**YOUR INSTRUCTIONS:** From the listing below, pull out all lines with "Debug" in them.

**DATA FOR PROCESSING:**
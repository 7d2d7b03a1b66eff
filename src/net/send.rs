//! Reliable-Send
//!
//! UDP gives no delivery guarantee, and some notifications (timeouts, kicks)
//! have no application-level acknowledgment. The [`Outbound`] handle lets
//! handlers and sweeps queue a message either fire-and-forget or repeated a
//! few times at a fixed interval, without ever blocking the dispatch loop.
//!
//! Messages flow through an mpsc channel to a pump task that owns the
//! socket writes; repeated sends get their own task so the pump stays free.

use std::net::SocketAddr;
use std::sync::Arc;
use std::time::Duration;

use tokio::net::UdpSocket;
use tokio::sync::mpsc;
use tracing::{error, warn};

/// Hard cap on repeats, whatever the caller asks for.
pub const MAX_REPEATS: u32 = 20;

/// Fixed delay between repeated sends.
pub const REPEAT_INTERVAL: Duration = Duration::from_millis(100);

/// One queued outbound message.
#[derive(Debug, Clone, PartialEq, Eq)]
pub struct Outgoing {
    /// Destination address.
    pub addr: SocketAddr,
    /// Datagram text.
    pub text: String,
    /// Total number of sends; `<= 1` means exactly one.
    pub repeats: u32,
}

/// Cloneable handle for queueing outbound messages.
#[derive(Debug, Clone)]
pub struct Outbound {
    tx: mpsc::Sender<Outgoing>,
}

impl Outbound {
    /// Create a handle and the receiving end for the pump task.
    pub fn channel(capacity: usize) -> (Self, mpsc::Receiver<Outgoing>) {
        let (tx, rx) = mpsc::channel(capacity);
        (Self { tx }, rx)
    }

    /// Queue a single fire-and-forget send.
    pub async fn send(&self, addr: SocketAddr, text: impl Into<String>) {
        self.enqueue(addr, text.into(), 1).await;
    }

    /// Queue a message to be sent `repeats` times, [`REPEAT_INTERVAL`]
    /// apart. Repeats are clamped to [`MAX_REPEATS`].
    pub async fn send_repeated(&self, addr: SocketAddr, text: impl Into<String>, repeats: u32) {
        self.enqueue(addr, text.into(), repeats).await;
    }

    async fn enqueue(&self, addr: SocketAddr, text: String, repeats: u32) {
        if self
            .tx
            .send(Outgoing {
                addr,
                text,
                repeats,
            })
            .await
            .is_err()
        {
            warn!(%addr, "outbound pump is gone, dropping message");
        }
    }
}

/// Drain the outbound queue onto the socket. Repeated messages are resent
/// from a spawned task so one slow notification never delays the rest.
pub async fn pump(socket: Arc<UdpSocket>, mut rx: mpsc::Receiver<Outgoing>) {
    while let Some(outgoing) = rx.recv().await {
        if outgoing.repeats <= 1 {
            write(&socket, &outgoing).await;
            continue;
        }

        let socket = socket.clone();
        tokio::spawn(async move {
            for _ in 0..outgoing.repeats.min(MAX_REPEATS) {
                write(&socket, &outgoing).await;
                tokio::time::sleep(REPEAT_INTERVAL).await;
            }
        });
    }
}

async fn write(socket: &UdpSocket, outgoing: &Outgoing) {
    if let Err(e) = socket.send_to(outgoing.text.as_bytes(), outgoing.addr).await {
        error!(addr = %outgoing.addr, error = %e, "failed to send datagram");
    }
}

#[cfg(test)]
mod tests {
    use super::*;

    fn addr(port: u16) -> SocketAddr {
        format!("127.0.0.1:{port}").parse().unwrap()
    }

    #[tokio::test]
    async fn test_send_queues_single_message() {
        let (outbound, mut rx) = Outbound::channel(8);
        outbound.send(addr(4000), "i:ALICE").await;

        let outgoing = rx.recv().await.unwrap();
        assert_eq!(outgoing.addr, addr(4000));
        assert_eq!(outgoing.text, "i:ALICE");
        assert_eq!(outgoing.repeats, 1);
    }

    #[tokio::test]
    async fn test_send_repeated_carries_repeat_count() {
        let (outbound, mut rx) = Outbound::channel(8);
        outbound.send_repeated(addr(4000), "e:player-timeout", 3).await;

        let outgoing = rx.recv().await.unwrap();
        assert_eq!(outgoing.repeats, 3);
    }

    #[tokio::test]
    async fn test_pump_repeats_onto_socket() {
        let receiver = UdpSocket::bind("127.0.0.1:0").await.unwrap();
        let target = receiver.local_addr().unwrap();

        let socket = Arc::new(UdpSocket::bind("127.0.0.1:0").await.unwrap());
        let (outbound, rx) = Outbound::channel(8);
        let pump_task = tokio::spawn(pump(socket, rx));

        outbound.send_repeated(target, "e:kicked", 2).await;

        let mut buf = [0u8; 64];
        for _ in 0..2 {
            let (len, _) = receiver.recv_from(&mut buf).await.unwrap();
            assert_eq!(&buf[..len], b"e:kicked");
        }

        drop(outbound);
        pump_task.await.unwrap();
    }
}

**EXPECTED OUTPUT:**
#[derive(Debug, Clone, PartialEq, Eq)]
#[derive(Debug, Clone)]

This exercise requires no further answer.